** Opening ENTRIES SUPPLIED block **
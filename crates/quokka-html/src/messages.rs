//! Message keys for scanner and balancer diagnostics.

use quokka_common::{Diagnostic, Severity};
use strum_macros::{Display, IntoStaticStr};

/// Stable identifier of a recoverable problem.
#[derive(Debug, Clone, Copy, PartialEq, Eq, Hash, Display, IntoStaticStr)]
pub enum MessageKey {
    /// No encoding declared or sniffed; the default is used.
    #[strum(serialize = "HTML1000")]
    EncodingNotSpecified,
    /// An encoding label no decoder knows.
    #[strum(serialize = "HTML1001")]
    UnsupportedEncodingName,
    /// `<!` followed by something other than a comment, CDATA or doctype.
    #[strum(serialize = "HTML1002")]
    UnknownMarkupDeclaration,
    /// Input ended right after `<`.
    #[strum(serialize = "HTML1003")]
    EofInMarkupBracket,
    /// Entity reference without a closing `;`.
    #[strum(serialize = "HTML1004")]
    EntityMissingSemicolon,
    /// Numeric reference that is not a valid character.
    #[strum(serialize = "HTML1005")]
    InvalidCharacterReference,
    /// Named reference the entity table does not know.
    #[strum(serialize = "HTML1006")]
    UnknownEntity,
    /// Input ended inside a construct.
    #[strum(serialize = "HTML1007")]
    UnexpectedEof,
    /// Processing instruction in an HTML document.
    #[strum(serialize = "HTML1008")]
    ProcessingInstruction,
    /// `<` followed by something that is not a tag name.
    #[strum(serialize = "HTML1009")]
    StartTagNameNotLetter,
    /// A declared charset cannot be decoded.
    #[strum(serialize = "HTML1010")]
    UnsupportedCharset,
    /// Garbage where an attribute name was expected.
    #[strum(serialize = "HTML1011")]
    MissingAttributeName,
    /// `</` without a name.
    #[strum(serialize = "HTML1012")]
    MissingEndTagName,
    /// Attribute directly after the previous one.
    #[strum(serialize = "HTML1013")]
    AttributeNotSeparated,
    /// `<!DOCTYPE>` without a root name.
    #[strum(serialize = "HTML1014")]
    MissingDoctypeRoot,
    /// A declared charset reads the document head differently.
    #[strum(serialize = "HTML1015")]
    IncompatibleEncodingChange,
    /// Nothing but whitespace in the document.
    #[strum(serialize = "HTML2000")]
    EmptyDocument,
    /// Element still open at end of input.
    #[strum(serialize = "HTML2001")]
    UnclosedElement,
    /// Preferred parent inserted before the root.
    #[strum(serialize = "HTML2002")]
    ParentForcedBeforeRoot,
    /// Missing natural parent inserted.
    #[strum(serialize = "HTML2004")]
    ParentForced,
    /// Start tag closed an open element.
    #[strum(serialize = "HTML2005")]
    ImplicitClose,
    /// Body inserted around content.
    #[strum(serialize = "HTML2006")]
    BodyForced,
    /// End tag closed elements opened after its own.
    #[strum(serialize = "HTML2007")]
    IntermediateClosed,
    /// Inline element reopened after a repair.
    #[strum(serialize = "HTML2008")]
    InlineReopened,
    /// Content in head or html moved into the body.
    #[strum(serialize = "HTML2009")]
    ContentMovedToBody,
    /// Doctype after the root element.
    #[strum(serialize = "HTML2010")]
    DoctypeAfterRoot,
    /// Second doctype.
    #[strum(serialize = "HTML2011")]
    DuplicateDoctype,
}

impl MessageKey {
    /// The key string, e.g. `HTML1006`.
    #[must_use]
    pub fn key(self) -> &'static str {
        self.into()
    }

    /// How serious the problem is.
    #[must_use]
    pub const fn severity(self) -> Severity {
        match self {
            Self::EncodingNotSpecified
            | Self::EntityMissingSemicolon
            | Self::UnknownEntity
            | Self::ProcessingInstruction
            | Self::UnclosedElement
            | Self::ParentForcedBeforeRoot
            | Self::ParentForced
            | Self::ImplicitClose
            | Self::BodyForced
            | Self::IntermediateClosed
            | Self::InlineReopened
            | Self::ContentMovedToBody => Severity::Warning,
            _ => Severity::Error,
        }
    }

    /// Human-readable description.
    #[must_use]
    pub const fn message(self) -> &'static str {
        match self {
            Self::EncodingNotSpecified => "document encoding not specified, using default",
            Self::UnsupportedEncodingName => "unsupported IANA encoding name",
            Self::UnknownMarkupDeclaration => "skipping unknown markup declaration",
            Self::EofInMarkupBracket => "end of input in markup bracket",
            Self::EntityMissingSemicolon => "entity reference without terminating semicolon",
            Self::InvalidCharacterReference => "invalid character reference",
            Self::UnknownEntity => "unknown entity reference",
            Self::UnexpectedEof => "unexpected end of input",
            Self::ProcessingInstruction => "processing instruction in HTML document",
            Self::StartTagNameNotLetter => "start tag name does not begin with a letter",
            Self::UnsupportedCharset => "charset is not supported",
            Self::MissingAttributeName => "missing attribute name",
            Self::MissingEndTagName => "missing end tag name",
            Self::AttributeNotSeparated => "attribute not separated by whitespace",
            Self::MissingDoctypeRoot => "missing doctype root element name",
            Self::IncompatibleEncodingChange => "incompatible encoding change",
            Self::EmptyDocument => "empty document",
            Self::UnclosedElement => "end of input with unclosed element",
            Self::ParentForcedBeforeRoot => "element forced its preferred parent before the root",
            Self::ParentForced => "element forced a missing natural parent",
            Self::ImplicitClose => "element implicitly closes an open element",
            Self::BodyForced => "body element forced",
            Self::IntermediateClosed => "end tag closes intermediate element",
            Self::InlineReopened => "inline element reopened",
            Self::ContentMovedToBody => "content in head or html moved into body",
            Self::DoctypeAfterRoot => "doctype after root element",
            Self::DuplicateDoctype => "duplicate doctype",
        }
    }

    /// Build a diagnostic for `component` with positional arguments.
    #[must_use]
    pub fn diagnostic(self, component: &'static str, args: &[&str]) -> Diagnostic {
        let mut message = self.message().to_string();
        if !args.is_empty() {
            message.push_str(": ");
            message.push_str(&args.join(", "));
        }
        Diagnostic {
            component,
            key: self.key(),
            severity: self.severity(),
            message,
            args: args.iter().map(|arg| (*arg).to_string()).collect(),
        }
    }
}

#[cfg(test)]
mod tests {
    use super::*;

    #[test]
    fn test_diagnostic_carries_key_and_args() {
        let diagnostic = MessageKey::UnknownEntity.diagnostic("Scanner", &["bogus"]);
        assert_eq!(diagnostic.key, "HTML1006");
        assert_eq!(diagnostic.severity, Severity::Warning);
        assert_eq!(diagnostic.message, "unknown entity reference: bogus");
        assert_eq!(diagnostic.simple_format(), "quokka/html#HTML1006\tbogus");
    }

    #[test]
    fn test_severities() {
        assert_eq!(MessageKey::EmptyDocument.severity(), Severity::Error);
        assert_eq!(MessageKey::ImplicitClose.severity(), Severity::Warning);
    }
}
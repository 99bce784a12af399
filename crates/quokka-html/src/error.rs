//! Fatal scanning errors.
//!
//! Malformed markup is never an error; it is repaired and reported through
//! an [`ErrorReporter`](quokka_common::ErrorReporter). Only failures that stop
//! the scan altogether end up here.

use thiserror::Error;

/// A failure that aborts scanning.
#[derive(Debug, Error)]
pub enum Error {
    /// Reading the underlying byte source failed.
    #[error("I/O error while reading input: {0}")]
    Io(#[from] std::io::Error),

    /// The caller declared an input encoding that no decoder supports.
    #[error("unsupported input encoding \"{0}\"")]
    UnsupportedEncoding(String),
}

/// Result alias for fallible scanner and parser operations.
pub type Result<T> = std::result::Result<T, Error>;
** Closing ENTRIES SUPPLIED block **
_REQUIRED ACTION:_
The answer should be a single number: how many lines in the records contain "IntoStaticStr".

_ANSWER BOX:_
2